¿En dónde están los mexicanos?

Luis Fernando Dávila

Desde las calles densamente transitadas de nuestra ciudad podemos experimentar un ambiente diferente al del siglo XX; más allá de las diferencias tecnológicas y ambientales, se puede sentir un pasado reciente y vibrante repleto de grandes iconos que nos han heredado un majestuoso brebaje cultural, cuyo legado persevera en la cotidianeidad de nuestros contemporáneos y que es la base de nuestra sociedad.
Sin embargo el presente carece de personalidades que causen impacto como lo hacían los mexicanos del pasado. Atrás están los tiempos de Siqueiros, Diego Rivera o José Clemente Orozco; nombres que aún perduran entre los más grandes de México y que no han podido tener artistas de su talla en el siglo XXI. Las muertes de Luis Nishizawa y Leopoldo Flores se suman al brebaje del pasado, ¿pero dónde están sus jóvenes sucesores?
El cine de oro fue sepultado hace mucho tiempo atrás, hoy solo tenemos películas fugaces que pocos ven y que pocas veces tienen el impacto que podrían tener. Nos nutrimos de artistas de momento, musicalmente pobres y trillados; la música regional mexicana perdió su encanto, letra y ritmo, retratos de la vida y mente de ilustres compositores como José Alfredo Jiménez y Armando Manzanero. No surgen artistas de prestigio, cuya trayectoria sea síntoma de una sociedad en desarrollo, y si los hay, estos están siendo opacados por expresiones vacías pero cuya popularidad mueve grandes sumas de dinero.

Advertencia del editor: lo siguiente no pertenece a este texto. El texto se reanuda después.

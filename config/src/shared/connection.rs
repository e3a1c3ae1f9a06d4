use secrecy::{ExposeSecret, SecretString};
use serde::Deserialize;
use sqlx::postgres::{PgConnectOptions, PgSslMode};

use crate::shared::ValidationError;

/// Session settings applied to every connection of the document store.
const SESSION_OPTIONS: &[(&str, &str)] = &[
    ("datestyle", "ISO"),
    ("intervalstyle", "postgres"),
    ("client_encoding", "UTF8"),
];

/// Connection settings of a Postgres instance backing the document store.
///
/// Only [`Deserialize`] is implemented so that the password never ends up in serialized output.
#[derive(Debug, Clone, Deserialize)]
#[serde(rename_all = "snake_case")]
pub struct PgConnectionConfig {
    /// Hostname or IP address of the server.
    pub host: String,
    /// Port the server listens on.
    pub port: u16,
    /// Database name.
    pub name: String,
    /// Role used to authenticate.
    pub username: String,
    /// Password of [`PgConnectionConfig::username`], redacted in debug output.
    pub password: Option<SecretString>,
    /// TLS settings.
    #[serde(default)]
    pub tls: TlsConfig,
}

impl PgConnectionConfig {
    /// Validates the connection settings.
    pub fn validate(&self) -> Result<(), ValidationError> {
        self.tls.validate()
    }
}

/// TLS settings of a Postgres connection.
#[derive(Debug, Clone, Default, Deserialize)]
#[serde(rename_all = "snake_case")]
pub struct TlsConfig {
    /// PEM-encoded trusted root certificates.
    #[serde(default)]
    pub trusted_root_certs: String,
    /// Whether TLS is required.
    #[serde(default)]
    pub enabled: bool,
}

impl TlsConfig {
    /// Fails with [`ValidationError::MissingTrustedRootCerts`] when TLS is enabled without
    /// certificates.
    pub fn validate(&self) -> Result<(), ValidationError> {
        if self.enabled && self.trusted_root_certs.is_empty() {
            return Err(ValidationError::MissingTrustedRootCerts);
        }

        Ok(())
    }
}

/// Converts connection settings into driver specific connect options.
pub trait IntoConnectOptions<Output> {
    /// Options that do not select a database, used for administrative statements.
    fn without_db(&self) -> Output;

    /// Options connecting to the configured database.
    fn with_db(&self) -> Output;
}

impl IntoConnectOptions<PgConnectOptions> for PgConnectionConfig {
    fn without_db(&self) -> PgConnectOptions {
        let ssl_mode = if self.tls.enabled {
            PgSslMode::VerifyFull
        } else {
            PgSslMode::Prefer
        };
        let mut options = PgConnectOptions::new_without_pgpass()
            .host(&self.host)
            .username(&self.username)
            .port(self.port)
            .ssl_mode(ssl_mode)
            .options(SESSION_OPTIONS.iter().copied());

        if self.tls.enabled {
            options = options.ssl_root_cert_from_pem(self.tls.trusted_root_certs.clone().into_bytes());
        }

        if let Some(password) = &self.password {
            options = options.password(password.expose_secret());
        }

        options
    }

    fn with_db(&self) -> PgConnectOptions {
        let options: PgConnectOptions = self.without_db();
        options.database(&self.name)
    }
}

¿Será acaso que ya no nacen buenos hombres? Es posible que sí, pero no se le da la suficiente importancia a la cultura.
Los buenos hombres no logran nacer en el momento en el que preferimos ver una telenovela en lugar de ir al teatro, cuando al joven músico se le niega la oportunidad por no ser muy agraciado o al llevar al arte a la posmodernidad, donde el concepto justifica una obra inexistente.

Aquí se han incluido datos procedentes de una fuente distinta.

use serde_json::Value;
use tracing::info;

use crate::concurrency::BatchWriteCoordinator;
use crate::error::SyncResult;
use crate::indexing::search_terms;
use crate::matching::PromoPatterns;
use crate::store::{DocumentStore, SetOptions, WriteBatch};
use crate::types::{Document, DocumentKey, LocalRecord};

/// Field of an index document holding its terms.
pub const INDEX_TERMS_FIELD: &str = "terms";

/// Number of index documents read per `get_all` call.
const READ_CHUNK: usize = 500;

/// Outcome of a search index pass.
#[derive(Debug, Clone, Default, PartialEq, Eq)]
pub struct IndexReport {
    /// Index documents written.
    pub updated: usize,
    /// Records whose stored terms were already current.
    pub unchanged: usize,
    pub batches_committed: usize,
}

/// Writes the search terms of every entity record to `collection`, keyed by record id.
///
/// Records flagged as non-entity get no index document. Stored documents holding the same terms
/// are not rewritten. With `dry_run` nothing is submitted and `updated` counts the documents
/// that would have been written.
pub async fn index_records<S>(
    store: &S,
    coordinator: &mut BatchWriteCoordinator<S>,
    records: &[LocalRecord],
    collection: &str,
    promo: &PromoPatterns,
    dry_run: bool,
) -> SyncResult<IndexReport>
where
    S: DocumentStore + Clone + Send + Sync + 'static,
{
    let mut report = IndexReport::default();
    let entities: Vec<&LocalRecord> = records.iter().filter(|record| !record.is_non_entity()).collect();

    for chunk in entities.chunks(READ_CHUNK) {
        let keys: Vec<DocumentKey> = chunk
            .iter()
            .map(|record| DocumentKey::new(collection, record.id.clone()))
            .collect();
        let stored = store.get_all(&keys).await?;

        for ((record, key), existing) in chunk.iter().zip(keys).zip(stored) {
            let terms = search_terms(record, promo);
            let terms = Value::from(terms);
            if existing
                .as_ref()
                .and_then(|document| document.get(INDEX_TERMS_FIELD))
                == Some(&terms)
            {
                report.unchanged += 1;
                continue;
            }

            report.updated += 1;
            if dry_run {
                continue;
            }

            let mut fields = Document::new();
            fields.insert(INDEX_TERMS_FIELD.to_string(), terms);
            coordinator
                .submit(Box::new(move |batch: &mut WriteBatch| {
                    batch.set(key, fields, SetOptions::default());
                }))
                .await?;
        }
    }

    if !dry_run {
        let flush = coordinator.flush().await?;
        report.batches_committed = flush.batches_committed;
    }

    info!(
        collection,
        updated = report.updated,
        unchanged = report.unchanged,
        batches = report.batches_committed,
        dry_run,
        "search index updated"
    );

    Ok(report)
}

Aun así, los mexicanos contamos con una ventaja: años de experiencia e historia que pueden llevarnos a corregir el camino, acercarnos a la cultura puede dotarnos de esos ilustres intelectuales en cuya mente y obra la sociedad plasme su esencia, dejando registro para las generaciones venideras. En un pueblo donde el arte, la crítica y el saber son palpables para todos los habitantes no hay espacio para la ignorancia.